++++ SUPPLIED MATERIAL
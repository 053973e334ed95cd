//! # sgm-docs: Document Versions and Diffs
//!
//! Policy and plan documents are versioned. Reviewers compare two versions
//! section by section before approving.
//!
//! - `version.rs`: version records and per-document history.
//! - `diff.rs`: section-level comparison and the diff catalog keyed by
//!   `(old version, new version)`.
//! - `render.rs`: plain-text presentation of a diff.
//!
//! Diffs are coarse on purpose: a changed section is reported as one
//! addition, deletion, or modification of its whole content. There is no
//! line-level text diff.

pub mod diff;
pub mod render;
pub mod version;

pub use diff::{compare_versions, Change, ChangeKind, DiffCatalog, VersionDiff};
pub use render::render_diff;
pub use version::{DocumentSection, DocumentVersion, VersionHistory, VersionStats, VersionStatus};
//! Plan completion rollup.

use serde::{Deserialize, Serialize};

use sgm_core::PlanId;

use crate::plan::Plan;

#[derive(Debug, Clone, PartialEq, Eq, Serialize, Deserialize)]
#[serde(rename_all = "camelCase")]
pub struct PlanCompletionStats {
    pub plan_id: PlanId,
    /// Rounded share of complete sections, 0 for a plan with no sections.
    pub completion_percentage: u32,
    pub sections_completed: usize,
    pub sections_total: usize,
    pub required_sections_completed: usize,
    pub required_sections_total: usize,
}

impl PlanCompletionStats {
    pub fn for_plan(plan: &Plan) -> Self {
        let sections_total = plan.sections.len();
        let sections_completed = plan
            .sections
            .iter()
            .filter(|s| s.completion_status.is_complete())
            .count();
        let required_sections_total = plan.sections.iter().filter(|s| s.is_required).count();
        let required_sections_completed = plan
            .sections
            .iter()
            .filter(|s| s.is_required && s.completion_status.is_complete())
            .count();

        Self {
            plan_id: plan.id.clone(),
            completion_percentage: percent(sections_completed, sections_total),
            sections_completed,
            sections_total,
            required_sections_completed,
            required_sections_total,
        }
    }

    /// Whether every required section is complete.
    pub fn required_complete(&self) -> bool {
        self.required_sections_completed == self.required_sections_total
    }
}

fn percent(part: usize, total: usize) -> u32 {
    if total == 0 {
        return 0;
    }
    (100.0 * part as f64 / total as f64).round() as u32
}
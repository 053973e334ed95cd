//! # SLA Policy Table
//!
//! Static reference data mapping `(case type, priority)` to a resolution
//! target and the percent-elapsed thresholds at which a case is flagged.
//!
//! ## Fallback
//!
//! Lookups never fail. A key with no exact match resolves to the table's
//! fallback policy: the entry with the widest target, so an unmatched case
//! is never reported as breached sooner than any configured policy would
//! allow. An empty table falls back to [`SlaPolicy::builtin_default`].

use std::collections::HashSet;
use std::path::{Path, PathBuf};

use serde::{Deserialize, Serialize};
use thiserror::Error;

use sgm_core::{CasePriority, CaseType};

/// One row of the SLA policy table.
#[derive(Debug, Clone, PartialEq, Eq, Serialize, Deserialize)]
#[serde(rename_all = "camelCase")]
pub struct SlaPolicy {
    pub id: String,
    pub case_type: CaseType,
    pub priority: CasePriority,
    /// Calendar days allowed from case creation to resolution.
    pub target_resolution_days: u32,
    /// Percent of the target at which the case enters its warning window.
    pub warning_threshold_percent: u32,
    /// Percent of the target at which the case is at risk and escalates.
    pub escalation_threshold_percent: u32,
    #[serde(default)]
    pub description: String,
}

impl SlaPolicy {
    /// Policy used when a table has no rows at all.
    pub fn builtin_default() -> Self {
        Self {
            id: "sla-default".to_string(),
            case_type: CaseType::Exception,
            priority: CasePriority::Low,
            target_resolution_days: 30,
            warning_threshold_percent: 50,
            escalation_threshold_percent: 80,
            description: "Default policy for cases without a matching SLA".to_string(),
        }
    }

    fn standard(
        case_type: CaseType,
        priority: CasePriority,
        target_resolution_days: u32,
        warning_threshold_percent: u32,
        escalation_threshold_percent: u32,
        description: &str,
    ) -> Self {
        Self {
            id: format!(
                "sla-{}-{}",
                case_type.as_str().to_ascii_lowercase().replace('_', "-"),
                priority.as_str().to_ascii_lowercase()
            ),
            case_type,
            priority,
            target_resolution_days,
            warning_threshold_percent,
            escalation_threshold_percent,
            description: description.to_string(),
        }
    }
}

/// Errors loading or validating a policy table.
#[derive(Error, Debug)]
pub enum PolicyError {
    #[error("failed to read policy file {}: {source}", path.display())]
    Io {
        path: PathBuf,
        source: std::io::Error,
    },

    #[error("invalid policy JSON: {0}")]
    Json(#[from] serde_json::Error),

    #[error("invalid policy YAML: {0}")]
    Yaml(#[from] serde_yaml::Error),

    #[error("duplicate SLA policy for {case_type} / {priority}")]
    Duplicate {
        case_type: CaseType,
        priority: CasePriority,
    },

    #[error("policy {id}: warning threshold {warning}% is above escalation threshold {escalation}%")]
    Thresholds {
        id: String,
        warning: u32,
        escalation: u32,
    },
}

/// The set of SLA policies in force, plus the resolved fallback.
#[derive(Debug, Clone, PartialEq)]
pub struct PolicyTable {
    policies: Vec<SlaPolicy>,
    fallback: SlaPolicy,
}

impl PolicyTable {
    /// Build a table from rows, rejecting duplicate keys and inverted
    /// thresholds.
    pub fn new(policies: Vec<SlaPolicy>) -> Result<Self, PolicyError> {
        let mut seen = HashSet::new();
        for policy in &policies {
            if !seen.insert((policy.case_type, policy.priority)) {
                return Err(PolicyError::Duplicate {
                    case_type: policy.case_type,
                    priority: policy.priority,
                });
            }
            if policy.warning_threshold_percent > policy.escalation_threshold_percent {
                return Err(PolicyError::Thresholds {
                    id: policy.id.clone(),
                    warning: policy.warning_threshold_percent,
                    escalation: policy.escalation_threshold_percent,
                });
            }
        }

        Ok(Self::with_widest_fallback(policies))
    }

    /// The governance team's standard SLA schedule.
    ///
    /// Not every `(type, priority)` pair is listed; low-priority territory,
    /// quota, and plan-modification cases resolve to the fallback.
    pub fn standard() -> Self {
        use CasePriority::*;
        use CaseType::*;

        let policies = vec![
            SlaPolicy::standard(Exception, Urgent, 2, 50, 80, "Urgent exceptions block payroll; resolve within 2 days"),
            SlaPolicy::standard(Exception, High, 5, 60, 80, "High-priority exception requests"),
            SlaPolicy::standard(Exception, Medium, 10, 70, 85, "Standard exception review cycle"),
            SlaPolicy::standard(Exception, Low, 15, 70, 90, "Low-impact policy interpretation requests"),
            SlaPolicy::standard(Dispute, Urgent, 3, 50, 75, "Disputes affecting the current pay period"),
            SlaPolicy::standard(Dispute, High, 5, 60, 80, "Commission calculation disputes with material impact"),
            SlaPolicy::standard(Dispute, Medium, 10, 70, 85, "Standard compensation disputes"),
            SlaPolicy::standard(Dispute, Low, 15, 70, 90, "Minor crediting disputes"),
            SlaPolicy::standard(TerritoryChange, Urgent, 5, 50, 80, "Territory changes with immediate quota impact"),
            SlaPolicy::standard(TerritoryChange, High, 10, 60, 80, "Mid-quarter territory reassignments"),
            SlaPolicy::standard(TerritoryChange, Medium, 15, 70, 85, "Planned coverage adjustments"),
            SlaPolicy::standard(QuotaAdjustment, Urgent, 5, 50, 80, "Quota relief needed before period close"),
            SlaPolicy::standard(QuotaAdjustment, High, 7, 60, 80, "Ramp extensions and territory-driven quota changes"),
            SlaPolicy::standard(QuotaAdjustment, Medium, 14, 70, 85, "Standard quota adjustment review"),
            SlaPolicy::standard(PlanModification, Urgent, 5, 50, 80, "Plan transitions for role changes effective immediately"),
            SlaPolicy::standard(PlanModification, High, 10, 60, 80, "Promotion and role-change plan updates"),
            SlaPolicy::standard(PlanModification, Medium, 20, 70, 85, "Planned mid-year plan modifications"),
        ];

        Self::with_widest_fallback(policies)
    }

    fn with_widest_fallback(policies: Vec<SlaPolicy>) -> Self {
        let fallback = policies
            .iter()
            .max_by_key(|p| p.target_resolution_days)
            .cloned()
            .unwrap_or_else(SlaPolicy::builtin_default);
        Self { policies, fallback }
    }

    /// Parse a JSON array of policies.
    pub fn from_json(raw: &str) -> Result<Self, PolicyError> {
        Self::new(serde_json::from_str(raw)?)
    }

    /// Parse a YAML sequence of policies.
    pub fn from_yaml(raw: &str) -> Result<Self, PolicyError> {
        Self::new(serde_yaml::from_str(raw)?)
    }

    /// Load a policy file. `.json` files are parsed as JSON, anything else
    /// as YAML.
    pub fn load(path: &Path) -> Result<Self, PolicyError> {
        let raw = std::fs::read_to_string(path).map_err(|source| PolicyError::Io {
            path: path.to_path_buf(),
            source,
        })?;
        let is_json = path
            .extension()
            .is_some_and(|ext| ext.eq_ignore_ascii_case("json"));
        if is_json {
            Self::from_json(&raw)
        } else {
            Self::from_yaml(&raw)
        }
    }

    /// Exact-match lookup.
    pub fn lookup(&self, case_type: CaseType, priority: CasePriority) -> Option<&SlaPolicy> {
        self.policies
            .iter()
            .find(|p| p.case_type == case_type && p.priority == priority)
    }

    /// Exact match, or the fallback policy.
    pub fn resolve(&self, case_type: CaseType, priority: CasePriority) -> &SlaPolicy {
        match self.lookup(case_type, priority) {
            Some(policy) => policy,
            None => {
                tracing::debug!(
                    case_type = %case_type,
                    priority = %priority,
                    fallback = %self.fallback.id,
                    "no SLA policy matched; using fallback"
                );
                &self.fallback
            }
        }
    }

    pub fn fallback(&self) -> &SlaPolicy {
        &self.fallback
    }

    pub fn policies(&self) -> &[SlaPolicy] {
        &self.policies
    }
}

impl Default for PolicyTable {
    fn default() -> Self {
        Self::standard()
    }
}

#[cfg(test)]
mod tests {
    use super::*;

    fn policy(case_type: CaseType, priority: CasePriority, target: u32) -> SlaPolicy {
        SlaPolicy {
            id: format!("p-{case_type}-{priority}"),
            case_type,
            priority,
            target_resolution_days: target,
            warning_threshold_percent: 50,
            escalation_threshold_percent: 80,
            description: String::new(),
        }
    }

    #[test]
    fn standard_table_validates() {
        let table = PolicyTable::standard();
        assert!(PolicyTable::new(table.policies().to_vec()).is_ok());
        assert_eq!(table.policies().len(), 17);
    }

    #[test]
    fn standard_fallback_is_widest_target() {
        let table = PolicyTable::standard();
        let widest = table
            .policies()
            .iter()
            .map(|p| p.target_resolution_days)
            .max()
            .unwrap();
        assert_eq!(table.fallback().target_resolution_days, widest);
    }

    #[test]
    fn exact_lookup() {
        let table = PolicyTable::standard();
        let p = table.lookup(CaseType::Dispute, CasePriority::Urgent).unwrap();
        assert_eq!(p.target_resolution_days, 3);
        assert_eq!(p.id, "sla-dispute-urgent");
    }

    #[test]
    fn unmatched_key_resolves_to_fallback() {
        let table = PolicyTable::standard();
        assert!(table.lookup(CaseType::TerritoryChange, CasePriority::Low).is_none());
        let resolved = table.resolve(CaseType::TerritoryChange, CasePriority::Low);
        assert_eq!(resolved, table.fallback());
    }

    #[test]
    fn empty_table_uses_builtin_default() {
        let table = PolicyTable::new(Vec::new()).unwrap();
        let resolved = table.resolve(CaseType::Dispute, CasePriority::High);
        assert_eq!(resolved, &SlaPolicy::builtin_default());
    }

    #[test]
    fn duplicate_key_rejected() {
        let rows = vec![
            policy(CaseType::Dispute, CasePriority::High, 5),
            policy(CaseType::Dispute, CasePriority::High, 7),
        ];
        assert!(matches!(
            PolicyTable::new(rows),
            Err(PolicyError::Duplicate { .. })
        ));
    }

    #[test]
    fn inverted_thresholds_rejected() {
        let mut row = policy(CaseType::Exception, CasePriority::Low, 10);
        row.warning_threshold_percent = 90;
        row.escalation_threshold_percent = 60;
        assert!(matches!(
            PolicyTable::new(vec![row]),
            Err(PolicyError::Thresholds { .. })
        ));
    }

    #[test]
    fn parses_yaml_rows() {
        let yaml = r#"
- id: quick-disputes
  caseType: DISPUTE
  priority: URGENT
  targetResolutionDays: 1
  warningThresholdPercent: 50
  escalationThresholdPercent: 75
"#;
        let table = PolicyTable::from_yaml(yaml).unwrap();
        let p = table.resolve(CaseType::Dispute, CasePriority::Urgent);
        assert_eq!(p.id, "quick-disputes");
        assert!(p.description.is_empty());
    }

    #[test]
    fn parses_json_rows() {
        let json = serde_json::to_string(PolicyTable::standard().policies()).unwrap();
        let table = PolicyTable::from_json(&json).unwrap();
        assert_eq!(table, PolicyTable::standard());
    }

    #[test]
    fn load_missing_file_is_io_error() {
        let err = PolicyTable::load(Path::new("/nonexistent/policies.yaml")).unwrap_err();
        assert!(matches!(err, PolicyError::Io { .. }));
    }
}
++++++++
EXERCISE AIM: If a line in the records contains the word "derive", copy it.

EXERCISE ANSWER:
#[derive(Debug, Clone, PartialEq, Eq, Serialize, Deserialize)]
#[derive(Debug, Clone, PartialEq, Eq, Serialize, Deserialize)]
#[derive(Error, Debug)]
#[derive(Debug, Clone, PartialEq)]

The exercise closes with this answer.